Spread of Disease A simple mathematical model in epidemiology for the spread of a disease assumes that the rate at which the disease spreads is jointly proportional to the number of infected people and the number of uninfected people. Suppose that there are a total of \(N\) people in the population, of whom \(N_{0}\) are infected initially. Show that the number of infected people after \(t\) weeks, \(x(t)\), is given by $$ x(t)=\frac{N}{1+\left(\frac{N-N_{0}}{N_{0}}\right) e^{-k N t}} $$ where \(k\) is a positive constant.

Von Bertalanffy Growth Model The von Bertalanffy growth model is used to predict the length of commercial fish. The model is described by the differential equation $$ \frac{d x}{d t}=k(L-x) $$ where \(x(t)\) is the length of the fish at time \(t, k\) is a positive constant called the von Bertalanffy growth rate, and \(L\) is the maximum length of the fish. a.
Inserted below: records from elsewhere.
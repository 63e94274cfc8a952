//! The editor-facing semantic index (§4.4): owns the four per-document
//! caches, the document lifecycle (open/change/close/re-analyze), and the
//! debounce scheduler that decides when a changed document gets
//! re-analyzed. The LSP transport layer (`semantic_index::lsp`) is the only
//! caller; everything here is transport-agnostic so it could sit behind a
//! different protocol without change.
//!
//! `semantic::BasicAnalyzer` returns `Rc`-rooted results, fine for the
//! single-threaded batch compiler it was built for. This index is genuinely
//! concurrent (worker pool + debounce thread), so every analysis result is
//! re-rooted in `Arc` the moment it crosses out of the synchronous analyze
//! call, rather than touching `semantic::AnalysisResult` itself.

pub mod expr_index;
pub mod inference_fallback;
pub mod java_resolver;
pub mod lsp;
pub mod project_index;
pub mod scheduler;

use std::path::PathBuf;
use std::sync::{Arc, RwLock, Weak};

use dashmap::DashMap;

use crate::compiler_messages::Diagnostic;
use crate::parser;
use crate::semantic::{AnalysisResult, BasicAnalyzer, SemanticAnalyzer, Symbol, SymbolTable, TypeMap};
use crate::semantic_index::expr_index::ExprOffsetIndex;
use crate::semantic_index::project_index::{ProjectEntry, ProjectIndex};
use crate::semantic_index::scheduler::DebounceScheduler;
use crate::string_interning::StringTable;

/// The `Arc`-rooted twin of `semantic::AnalysisResult`, safe to hand to
/// other threads and to hold in a `DashMap` read across them. Carries the
/// `StringTable` the symbol names and types were interned against, since
/// `Symbol::name` is only a `StringId` without it — the table used during a
/// given `reanalyze` call is local to that call otherwise.
pub struct AnalysisBundle {
    pub symbol_table: Arc<SymbolTable>,
    pub type_map: Arc<TypeMap>,
    pub diagnostics: Arc<Vec<Diagnostic>>,
    pub table: Arc<StringTable>,
}

fn bundle_from(result: AnalysisResult, table: StringTable) -> AnalysisBundle {
    AnalysisBundle {
        symbol_table: Arc::new((*result.symbol_table).clone()),
        type_map: Arc::new((*result.type_map).clone()),
        diagnostics: Arc::new((*result.diagnostics).clone()),
        table: Arc::new(table),
    }
}

impl AnalysisBundle {
    pub fn symbol_name(&self, symbol: &Symbol) -> String {
        self.table.resolve(symbol.name).to_string()
    }
}

/// Cache 1 + 2 (§4.4) for a single open document: raw content plus the most
/// recent parse/analysis bundle and the derived expression index, all
/// stamped with the content version they were built from.
#[derive(Default)]
pub struct DocumentState {
    pub content: String,
    pub version: u64,
    pub parse_diagnostics: Arc<Vec<Diagnostic>>,
    pub analysis: Option<Arc<AnalysisBundle>>,
    pub expr_index: Option<Arc<ExprOffsetIndex>>,
}

/// Owns every open document's caches plus the cross-file project index.
/// Constructed behind an `Arc` because the debounce scheduler's background
/// thread needs to call back into it; `new` uses `Arc::new_cyclic` so the
/// callback can hold a `Weak` reference rather than create a reference
/// cycle with the scheduler it owns.
pub struct DocumentIndex {
    documents: DashMap<String, DocumentState>,
    project_index: ProjectIndex,
    scheduler: DebounceScheduler,
    reanalysis_hook: RwLock<Option<Arc<dyn Fn(&str) + Send + Sync>>>,
}

impl DocumentIndex {
    pub fn new() -> Arc<Self> {
        Arc::new_cyclic(|weak: &Weak<DocumentIndex>| {
            let weak = weak.clone();
            let scheduler = DebounceScheduler::start(move |uri, version| {
                if let Some(index) = weak.upgrade() {
                    index.reanalyze(&uri, version);
                }
            });
            DocumentIndex { documents: DashMap::new(), project_index: ProjectIndex::new(), scheduler, reanalysis_hook: RwLock::new(None) }
        })
    }

    /// Registers a callback fired after a document's cache is refreshed by
    /// `reanalyze`, carrying just the URI. The LSP transport layer uses this
    /// to push `textDocument/publishDiagnostics`; this module stays
    /// transport-agnostic by only ever calling a caller-supplied closure.
    pub fn set_reanalysis_hook(&self, hook: impl Fn(&str) + Send + Sync + 'static) {
        *self.reanalysis_hook.write().unwrap() = Some(Arc::new(hook));
    }

    /// `textDocument/didOpen`: synchronously parses and analyzes so the
    /// first diagnostics publish has no debounce latency.
    pub fn open(&self, uri: String, content: String, version: u64) {
        self.documents.insert(uri.clone(), DocumentState { content, version, ..Default::default() });
        self.reanalyze(&uri, version);
    }

    /// `textDocument/didChange`: replaces the cached content immediately
    /// (so `content_at`/hover-by-offset see the new text right away) and
    /// invalidates the derived caches, then schedules a debounced
    /// re-analysis rather than running one inline.
    pub fn apply_change(&self, uri: &str, new_content: String, version: u64) {
        if let Some(mut state) = self.documents.get_mut(uri) {
            state.content = new_content;
            state.version = version;
            state.analysis = None;
            state.expr_index = None;
        }
        self.scheduler.notify_edit(uri.to_string(), version);
    }

    /// `textDocument/didClose`: drops every per-URI cache entry (§8
    /// invariant 9) and cancels any pending debounce for it.
    pub fn close(&self, uri: &str) {
        self.documents.remove(uri);
        self.project_index.remove(uri);
        self.scheduler.notify_close(uri.to_string());
    }

    pub fn content(&self, uri: &str) -> Option<String> {
        self.documents.get(uri).map(|s| s.content.clone())
    }

    pub fn analysis(&self, uri: &str) -> Option<Arc<AnalysisBundle>> {
        self.documents.get(uri).and_then(|s| s.analysis.clone())
    }

    pub fn expr_index(&self, uri: &str) -> Option<Arc<ExprOffsetIndex>> {
        self.documents.get(uri).and_then(|s| s.expr_index.clone())
    }

    pub fn diagnostics(&self, uri: &str) -> Vec<Diagnostic> {
        let Some(state) = self.documents.get(uri) else { return Vec::new() };
        let mut out = (*state.parse_diagnostics).clone();
        if let Some(bundle) = &state.analysis {
            out.extend((*bundle.diagnostics).clone());
        }
        out
    }

    pub fn project_index(&self) -> &ProjectIndex {
        &self.project_index
    }

    /// Parses and analyzes the document currently cached under `uri`,
    /// storing the result only if `version` still matches the document's
    /// current version — a late callback for an edit that's since been
    /// superseded is silently dropped rather than overwriting fresher state
    /// (§4.4 re-analysis: version-checked store).
    pub fn reanalyze(&self, uri: &str, version: u64) {
        crate::index_log!("reanalyzing {uri} v{version}");
        let Some(content) = self.documents.get(uri).map(|s| s.content.clone()) else { return };
        let mut table = StringTable::new();
        let file = PathBuf::from(uri);
        let parsed = parser::parse(&content, &file, &mut table);

        let mut analyzer = BasicAnalyzer::new();
        let result = analyzer.analyze(&parsed.program, &mut table);
        let bundle = Arc::new(bundle_from(result, table));
        let index = Arc::new(ExprOffsetIndex::build(&parsed.program));

        let mut still_current = false;
        if let Some(mut state) = self.documents.get_mut(uri) {
            if state.version == version {
                state.parse_diagnostics = Arc::new((*parsed.diagnostics).clone());
                state.analysis = Some(bundle.clone());
                state.expr_index = Some(index);
                still_current = true;
            }
        }
        if still_current {
            self.project_index.update(uri, collect_project_entries(uri, &bundle));
            if let Some(hook) = self.reanalysis_hook.read().unwrap().as_ref() {
                hook(uri);
            }
        }
    }

    /// Best-effort type lookup for a byte offset: the analyzer's exact
    /// per-expression type map first, falling back to the text-scanning
    /// inference when the offset lands on an identifier the analyzer never
    /// produced a type for (§9 open question 3).
    pub fn type_at(&self, uri: &str, offset: usize) -> Option<String> {
        let state = self.documents.get(uri)?;
        let index = state.expr_index.as_ref()?;
        let bundle = state.analysis.as_ref()?;
        let span = index.innermost_at(offset)?;
        if let Some(ty) = bundle.type_map.get(&(span.offset, span.length)) {
            return Some(ty.clone());
        }
        let word = word_at(&state.content, span.offset, span.length);
        inference_fallback::infer_variable_type(&state.content, word)
    }
}

fn word_at(content: &str, offset: usize, length: usize) -> &str {
    content.get(offset..offset + length).unwrap_or("").trim()
}

fn collect_project_entries(uri: &str, bundle: &AnalysisBundle) -> Vec<(String, ProjectEntry)> {
    bundle
        .symbol_table
        .symbols
        .iter()
        .map(|symbol| {
            let name = bundle.symbol_name(symbol);
            let entry = ProjectEntry { uri: uri.to_string(), kind: symbol.kind, declared_type: symbol.declared_type.clone(), loc: symbol.loc.clone() };
            (name, entry)
        })
        .collect()
}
Find \(x(t)\) given that the length of the fish at \(t=0\) is \(x_{0}\). b. At the time the larvae hatch, the North Sea haddock are about \(0.4 \mathrm{~cm}\) long, and the average haddock grows to a length of \(10 \mathrm{~cm}\) after 1 year. Find an expression for the length of the North Sea haddock at time \(t\). c. Plot the graph of \(x\). Take \(L=100(\mathrm{~cm})\). d. On average, the haddock that are caught today are between \(40 \mathrm{~cm}\) and \(60 \mathrm{~cm}\) long. What are the ages of the haddock that are caught?